I'm trying, really I am, to find a good reason for preserving the anonymity of sperm and egg donors -- beyond the fact that a ban on that anonymity will most assuredly result in a tremendous downturn in the number of donors.
But under the umbrella of "walk a mile in her shoes," I cannot see reasonable folks looking at the circumstances of 26-year-old Olivia Pratten, British Columbian daughter of an anonymous sperm donor, and saying that she should simply hang up her hopes of finding out anything more about half of her genetic material. More, that is, than what she does know about her genetic father, which amounts to "he was a healthy Caucasian medical student with a stocky build, brown hair, blue eyes and type A blood."
Surely no one would say with any ease that donor offspring don't have a right to know their ancestry better. Doesn't it make perfect sense that being institutionally unable to find out more than vague descriptors could wreak havoc on even the most stable of psyches?

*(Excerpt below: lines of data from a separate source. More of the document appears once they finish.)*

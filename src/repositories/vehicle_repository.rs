//! Repositorio de vehículos
//!
//! Listado paginado con QueryBuilder y escrituras transaccionales: la marca,
//! el modelo y la finition se buscan por nombre y se crean si no existen.

use chrono::NaiveDate;
use sqlx::{PgConnection, PgPool, Postgres, QueryBuilder};
use tracing::debug;

use crate::dto::vehicle_dto::VehicleListParams;
use crate::models::vehicle::{VehicleRequest, VehicleRow};
use crate::utils::errors::AppError;

const SELECT_VEHICLE_ROW: &str = r#"
    SELECT v.id, v.created_at, v.vin, v.year,
           v.brand_id, b.name AS brand_name,
           v.model_id, m.name AS model_name,
           v.trim_level_id, t.name AS trim_level_name,
           v.description, v.image_path
    FROM vehicles v
    JOIN brands b ON b.id = v.brand_id
    JOIN models m ON m.id = v.model_id
    LEFT JOIN trim_levels t ON t.id = v.trim_level_id
"#;

const COUNT_VEHICLES: &str = r#"
    SELECT COUNT(*)
    FROM vehicles v
    JOIN brands b ON b.id = v.brand_id
"#;

/// Ids del catálogo resueltos para un vehículo
#[derive(Debug, Clone, Copy, PartialEq)]
struct CatalogIds {
    brand_id: i32,
    model_id: i32,
    trim_level_id: Option<i32>,
}

/// Escapa los comodines de LIKE para buscar el texto literal
pub fn escape_like(value: &str) -> String {
    let mut escaped = String::with_capacity(value.len());
    for c in value.chars() {
        if matches!(c, '%' | '_' | '\\') {
            escaped.push('\\');
        }
        escaped.push(c);
    }
    escaped
}

fn push_filters(builder: &mut QueryBuilder<'_, Postgres>, params: &VehicleListParams) {
    if let Some(brand) = &params.brand {
        builder
            .push(" WHERE b.name ILIKE ")
            .push_bind(format!("%{}%", escape_like(brand)));
    }
}

/// Consulta de una página del listado
pub fn build_list_query(params: &VehicleListParams) -> QueryBuilder<'static, Postgres> {
    let mut builder = QueryBuilder::new(SELECT_VEHICLE_ROW);
    push_filters(&mut builder, params);
    builder
        .push(" ORDER BY ")
        .push(params.sort_order.order_by_clause())
        .push(" LIMIT ")
        .push_bind(params.page_size)
        .push(" OFFSET ")
        .push_bind(params.offset());
    builder
}

/// Consulta del total de elementos del listado
pub fn build_count_query(params: &VehicleListParams) -> QueryBuilder<'static, Postgres> {
    let mut builder = QueryBuilder::new(COUNT_VEHICLES);
    push_filters(&mut builder, params);
    builder
}

pub struct VehicleRepository {
    pool: PgPool,
}

impl VehicleRepository {
    pub fn new(pool: PgPool) -> Self {
        Self { pool }
    }

    /// Página de vehículos y total de elementos que cumplen el filtro
    pub async fn list(&self, params: &VehicleListParams) -> Result<(Vec<VehicleRow>, i64), AppError> {
        let total: i64 = build_count_query(params)
            .build_query_scalar()
            .fetch_one(&self.pool)
            .await?;

        let vehicles = build_list_query(params)
            .build_query_as::<VehicleRow>()
            .fetch_all(&self.pool)
            .await?;

        debug!(
            "🚗 Página {} de vehículos ({} de {})",
            params.page_number,
            vehicles.len(),
            total
        );

        Ok((vehicles, total))
    }

    pub async fn find_by_id(&self, id: i32) -> Result<Option<VehicleRow>, AppError> {
        let vehicle = sqlx::query_as::<_, VehicleRow>(&format!("{} WHERE v.id = $1", SELECT_VEHICLE_ROW))
            .bind(id)
            .fetch_optional(&self.pool)
            .await?;

        Ok(vehicle)
    }

    pub async fn find_by_ids(&self, ids: &[i32]) -> Result<Vec<VehicleRow>, AppError> {
        let vehicles = sqlx::query_as::<_, VehicleRow>(&format!(
            "{} WHERE v.id = ANY($1) ORDER BY v.id",
            SELECT_VEHICLE_ROW
        ))
        .bind(ids)
        .fetch_all(&self.pool)
        .await?;

        Ok(vehicles)
    }

    pub async fn exists(&self, id: i32) -> Result<bool, AppError> {
        let result: (bool,) = sqlx::query_as("SELECT EXISTS(SELECT 1 FROM vehicles WHERE id = $1)")
            .bind(id)
            .fetch_one(&self.pool)
            .await?;

        Ok(result.0)
    }

    /// Vehículos en venta: disponibles a `today` y todavía sin fecha de venta
    pub async fn find_advertised(&self, today: NaiveDate) -> Result<Vec<VehicleRow>, AppError> {
        let vehicles = sqlx::query_as::<_, VehicleRow>(&format!(
            r#"{}
            JOIN sales s ON s.vehicle_id = v.id
            WHERE s.availability_date <= $1 AND s.sale_date IS NULL
            ORDER BY s.availability_date DESC, v.id DESC"#,
            SELECT_VEHICLE_ROW
        ))
        .bind(today)
        .fetch_all(&self.pool)
        .await?;

        Ok(vehicles)
    }

    /// Crear un vehículo resolviendo su catálogo en la misma transacción
    pub async fn create(&self, request: &VehicleRequest) -> Result<i32, AppError> {
        let mut tx = self.pool.begin().await?;
        let id = insert_vehicle(&mut tx, request).await?;
        tx.commit().await?;

        Ok(id)
    }

    /// Crear varios vehículos; si uno falla no se crea ninguno
    pub async fn create_many(&self, requests: &[VehicleRequest]) -> Result<Vec<i32>, AppError> {
        let mut tx = self.pool.begin().await?;
        let mut ids = Vec::with_capacity(requests.len());
        for request in requests {
            ids.push(insert_vehicle(&mut tx, request).await?);
        }
        tx.commit().await?;

        Ok(ids)
    }

    /// Reemplazar un vehículo; `false` si no existe
    pub async fn update(&self, id: i32, request: &VehicleRequest) -> Result<bool, AppError> {
        let mut tx = self.pool.begin().await?;
        let catalog = resolve_catalog(&mut tx, request).await?;

        let updated: Option<(i32,)> = sqlx::query_as(
            r#"
            UPDATE vehicles
            SET vin = $2, year = $3, brand_id = $4, model_id = $5, trim_level_id = $6,
                description = $7, image_path = $8
            WHERE id = $1
            RETURNING id
            "#,
        )
        .bind(id)
        .bind(request.vin.as_deref())
        .bind(request.year)
        .bind(catalog.brand_id)
        .bind(catalog.model_id)
        .bind(catalog.trim_level_id)
        .bind(request.description.as_deref())
        .bind(request.image_path.as_deref())
        .fetch_optional(&mut *tx)
        .await?;

        if updated.is_none() {
            tx.rollback().await?;
            return Ok(false);
        }

        tx.commit().await?;
        Ok(true)
    }

    /// Borra el vehículo con sus reparaciones, compra y venta
    pub async fn delete(&self, id: i32) -> Result<bool, AppError> {
        let result = sqlx::query("DELETE FROM vehicles WHERE id = $1")
            .bind(id)
            .execute(&self.pool)
            .await?;

        Ok(result.rows_affected() > 0)
    }
}

async fn insert_vehicle(conn: &mut PgConnection, request: &VehicleRequest) -> Result<i32, AppError> {
    let catalog = resolve_catalog(conn, request).await?;

    let (id,): (i32,) = sqlx::query_as(
        r#"
        INSERT INTO vehicles (vin, year, brand_id, model_id, trim_level_id, description, image_path)
        VALUES ($1, $2, $3, $4, $5, $6, $7)
        RETURNING id
        "#,
    )
    .bind(request.vin.as_deref())
    .bind(request.year)
    .bind(catalog.brand_id)
    .bind(catalog.model_id)
    .bind(catalog.trim_level_id)
    .bind(request.description.as_deref())
    .bind(request.image_path.as_deref())
    .fetch_one(&mut *conn)
    .await?;

    Ok(id)
}

async fn resolve_catalog(conn: &mut PgConnection, request: &VehicleRequest) -> Result<CatalogIds, AppError> {
    let (brand_id,): (i32,) = sqlx::query_as(
        r#"
        INSERT INTO brands (name) VALUES ($1)
        ON CONFLICT (name) DO UPDATE SET name = EXCLUDED.name
        RETURNING id
        "#,
    )
    .bind(request.brand_name())
    .fetch_one(&mut *conn)
    .await?;

    let (model_id,): (i32,) = sqlx::query_as(
        r#"
        INSERT INTO models (brand_id, name) VALUES ($1, $2)
        ON CONFLICT (brand_id, name) DO UPDATE SET name = EXCLUDED.name
        RETURNING id
        "#,
    )
    .bind(brand_id)
    .bind(request.model_name())
    .fetch_one(&mut *conn)
    .await?;

    let trim_level_id = match request.trim_level_name() {
        Some(name) => {
            let (id,): (i32,) = sqlx::query_as(
                r#"
                INSERT INTO trim_levels (model_id, name) VALUES ($1, $2)
                ON CONFLICT (model_id, name) DO UPDATE SET name = EXCLUDED.name
                RETURNING id
                "#,
            )
            .bind(model_id)
            .bind(name)
            .fetch_one(&mut *conn)
            .await?;
            Some(id)
        }
        None => None,
    };

    Ok(CatalogIds {
        brand_id,
        model_id,
        trim_level_id,
    })
}
use sqlx::PgPool;
use tracing::info;

use crate::dto::api_response::ApiResponse;
use crate::dto::auth_dto::UserResponse;
use crate::middleware::auth::AuthenticatedUser;
use crate::models::auth::TokenPair;
use crate::models::user::{CreateUserRequest, LoginRequest, RefreshTokenRequest, UpdateUserRequest};
use crate::repositories::user_repository::UserRepository;
use crate::services::auth_service::AuthService;
use crate::services::jwt_service::JwtService;
use crate::utils::errors::{ensure_valid_id, not_found_error, AppError, AppResult};

pub struct UserController {
    repository: UserRepository,
    auth: AuthService,
}

impl UserController {
    pub fn new(pool: PgPool, jwt_service: JwtService) -> Self {
        Self {
            repository: UserRepository::new(pool.clone()),
            auth: AuthService::new(pool, jwt_service),
        }
    }

    pub async fn register(&self, request: CreateUserRequest) -> AppResult<ApiResponse<UserResponse>> {
        let user = self.auth.register(&request).await?;
        Ok(ApiResponse::success_with_message(
            UserResponse::from(user),
            "User registered successfully".to_string(),
        ))
    }

    pub async fn login(&self, request: LoginRequest) -> AppResult<ApiResponse<TokenPair>> {
        let tokens = self.auth.login(&request).await?;
        Ok(ApiResponse::success(tokens))
    }

    pub async fn refresh_token(&self, request: RefreshTokenRequest) -> AppResult<ApiResponse<TokenPair>> {
        let tokens = self.auth.refresh(&request).await?;
        Ok(ApiResponse::success(tokens))
    }

    /// Usuario del token actual
    pub async fn current(&self, caller: &AuthenticatedUser) -> AppResult<ApiResponse<UserResponse>> {
        let user = self
            .repository
            .find_by_id(caller.user_id)
            .await?
            .ok_or_else(|| not_found_error("User", caller.user_id))?;

        Ok(ApiResponse::success(UserResponse::from(user)))
    }

    pub async fn get_by_id(
        &self,
        caller: &AuthenticatedUser,
        id: i32,
    ) -> AppResult<ApiResponse<UserResponse>> {
        ensure_valid_id(id)?;
        caller.require_admin()?;

        let user = self
            .repository
            .find_by_id(id)
            .await?
            .ok_or_else(|| not_found_error("User", id))?;

        Ok(ApiResponse::success(UserResponse::from(user)))
    }

    pub async fn update(
        &self,
        caller: &AuthenticatedUser,
        id: i32,
        request: UpdateUserRequest,
    ) -> AppResult<ApiResponse<UserResponse>> {
        ensure_valid_id(id)?;
        caller.require_self_or_admin(id)?;

        let email = request.email.trim();
        if self.repository.email_taken(email, Some(id)).await? {
            return Err(AppError::Conflict("Email already exists".to_string()));
        }

        let user = self
            .repository
            .update(id, request.firstname.trim(), request.lastname.trim(), email)
            .await?
            .ok_or_else(|| not_found_error("User", id))?;

        info!("👤 Usuario {} actualizado por el usuario {}", user.id, caller.user_id);
        Ok(ApiResponse::success_with_message(
            UserResponse::from(user),
            "User updated successfully".to_string(),
        ))
    }
}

I must admit to a bias here, based on a real-life family secret. No, I am not the mother of a donor offspring. Still, their plight strikes a chord in me because of my own mystery inheritance, based on the ignorance and fears and related policies and procedures of the past. My father started out in the world as an "illegitimate child" -- a term which, for the record, I find antiquated and as useful as "divorcee," a label that I have never identified myself as, though it is technically true. Both are purely legal in use, yet have always been filled with emotion-packed social stigma. Craziness.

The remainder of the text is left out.